━━━ ENTRIES SUPPLIED
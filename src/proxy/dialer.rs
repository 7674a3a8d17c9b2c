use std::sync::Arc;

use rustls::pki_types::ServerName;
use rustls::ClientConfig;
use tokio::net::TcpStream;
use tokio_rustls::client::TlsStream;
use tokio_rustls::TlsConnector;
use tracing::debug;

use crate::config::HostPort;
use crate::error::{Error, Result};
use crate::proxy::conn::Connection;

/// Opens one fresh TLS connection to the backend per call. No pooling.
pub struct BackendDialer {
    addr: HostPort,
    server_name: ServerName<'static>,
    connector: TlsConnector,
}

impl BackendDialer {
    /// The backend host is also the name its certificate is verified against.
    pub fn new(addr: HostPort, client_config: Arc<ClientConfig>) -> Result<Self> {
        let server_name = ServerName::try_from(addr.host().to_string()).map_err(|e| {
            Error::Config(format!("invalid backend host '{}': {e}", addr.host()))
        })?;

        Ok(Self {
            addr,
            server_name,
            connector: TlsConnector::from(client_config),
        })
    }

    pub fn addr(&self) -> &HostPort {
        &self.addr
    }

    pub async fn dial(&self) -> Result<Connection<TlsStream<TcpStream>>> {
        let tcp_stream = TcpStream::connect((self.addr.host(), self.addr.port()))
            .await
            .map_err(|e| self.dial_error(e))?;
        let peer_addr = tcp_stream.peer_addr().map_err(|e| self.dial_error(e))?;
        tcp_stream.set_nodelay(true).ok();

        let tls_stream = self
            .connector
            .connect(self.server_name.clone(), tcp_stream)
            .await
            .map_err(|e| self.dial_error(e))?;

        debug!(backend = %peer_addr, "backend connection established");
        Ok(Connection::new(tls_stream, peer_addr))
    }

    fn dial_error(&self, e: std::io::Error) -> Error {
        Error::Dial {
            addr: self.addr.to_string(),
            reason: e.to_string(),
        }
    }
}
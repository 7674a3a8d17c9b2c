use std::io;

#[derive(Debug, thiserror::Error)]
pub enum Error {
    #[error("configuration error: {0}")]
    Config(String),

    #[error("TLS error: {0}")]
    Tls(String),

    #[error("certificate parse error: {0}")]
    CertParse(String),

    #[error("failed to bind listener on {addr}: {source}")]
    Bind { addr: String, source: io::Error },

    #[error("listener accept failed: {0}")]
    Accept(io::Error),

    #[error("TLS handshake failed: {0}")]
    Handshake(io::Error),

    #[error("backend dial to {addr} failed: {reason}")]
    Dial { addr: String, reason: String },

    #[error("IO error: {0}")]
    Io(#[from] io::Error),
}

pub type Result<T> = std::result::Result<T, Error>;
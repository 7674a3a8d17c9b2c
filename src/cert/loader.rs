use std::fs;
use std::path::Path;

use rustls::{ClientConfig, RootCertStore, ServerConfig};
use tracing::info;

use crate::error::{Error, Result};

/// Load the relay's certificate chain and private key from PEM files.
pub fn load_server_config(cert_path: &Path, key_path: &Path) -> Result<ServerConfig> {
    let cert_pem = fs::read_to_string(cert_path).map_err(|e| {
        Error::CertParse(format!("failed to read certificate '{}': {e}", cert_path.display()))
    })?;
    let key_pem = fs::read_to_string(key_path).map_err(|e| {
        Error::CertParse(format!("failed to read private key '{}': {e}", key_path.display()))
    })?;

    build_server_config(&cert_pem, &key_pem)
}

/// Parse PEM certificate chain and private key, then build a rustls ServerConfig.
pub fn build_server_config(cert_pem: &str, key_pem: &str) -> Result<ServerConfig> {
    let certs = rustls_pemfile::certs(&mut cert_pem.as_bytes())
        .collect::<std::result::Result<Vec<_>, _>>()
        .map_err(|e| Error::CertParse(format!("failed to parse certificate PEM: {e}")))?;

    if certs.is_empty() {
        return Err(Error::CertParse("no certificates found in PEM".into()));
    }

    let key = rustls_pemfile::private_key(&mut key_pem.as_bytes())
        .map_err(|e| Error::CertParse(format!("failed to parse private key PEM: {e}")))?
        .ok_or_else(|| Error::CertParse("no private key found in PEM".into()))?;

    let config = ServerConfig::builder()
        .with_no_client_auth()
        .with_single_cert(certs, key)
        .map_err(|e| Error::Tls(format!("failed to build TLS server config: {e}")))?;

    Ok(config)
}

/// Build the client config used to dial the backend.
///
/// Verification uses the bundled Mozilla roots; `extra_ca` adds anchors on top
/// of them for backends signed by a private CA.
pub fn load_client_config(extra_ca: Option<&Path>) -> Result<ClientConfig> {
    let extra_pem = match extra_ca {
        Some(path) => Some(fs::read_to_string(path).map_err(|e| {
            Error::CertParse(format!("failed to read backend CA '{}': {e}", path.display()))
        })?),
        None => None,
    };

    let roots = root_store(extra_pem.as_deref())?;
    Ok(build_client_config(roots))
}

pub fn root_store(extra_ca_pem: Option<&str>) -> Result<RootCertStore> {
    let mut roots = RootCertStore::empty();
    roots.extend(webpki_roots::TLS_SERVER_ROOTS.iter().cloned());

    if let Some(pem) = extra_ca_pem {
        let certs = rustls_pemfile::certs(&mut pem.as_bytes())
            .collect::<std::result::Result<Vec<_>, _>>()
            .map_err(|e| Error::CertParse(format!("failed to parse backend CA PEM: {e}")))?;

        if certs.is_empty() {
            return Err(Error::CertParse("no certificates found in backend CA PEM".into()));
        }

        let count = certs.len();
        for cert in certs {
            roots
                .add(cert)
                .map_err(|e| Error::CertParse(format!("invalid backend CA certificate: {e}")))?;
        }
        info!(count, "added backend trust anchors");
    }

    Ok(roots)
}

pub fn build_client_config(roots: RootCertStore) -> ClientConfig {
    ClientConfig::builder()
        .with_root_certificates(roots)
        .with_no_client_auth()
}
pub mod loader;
━━━━━━
▶ _EXERCISE AIM_
In the material above, locate the line containing "to parse backend" and the line containing "let count = certs.len();". Transcribe exactly those two lines and every line between them, and nothing more.

▶ _EXERCISE SOLUTION_
            .map_err(|e| Error::CertParse(format!("failed to parse backend CA PEM: {e}")))?;

        if certs.is_empty() {
            return Err(Error::CertParse("no certificates found in backend CA PEM".into()));
        }

        let count = certs.len();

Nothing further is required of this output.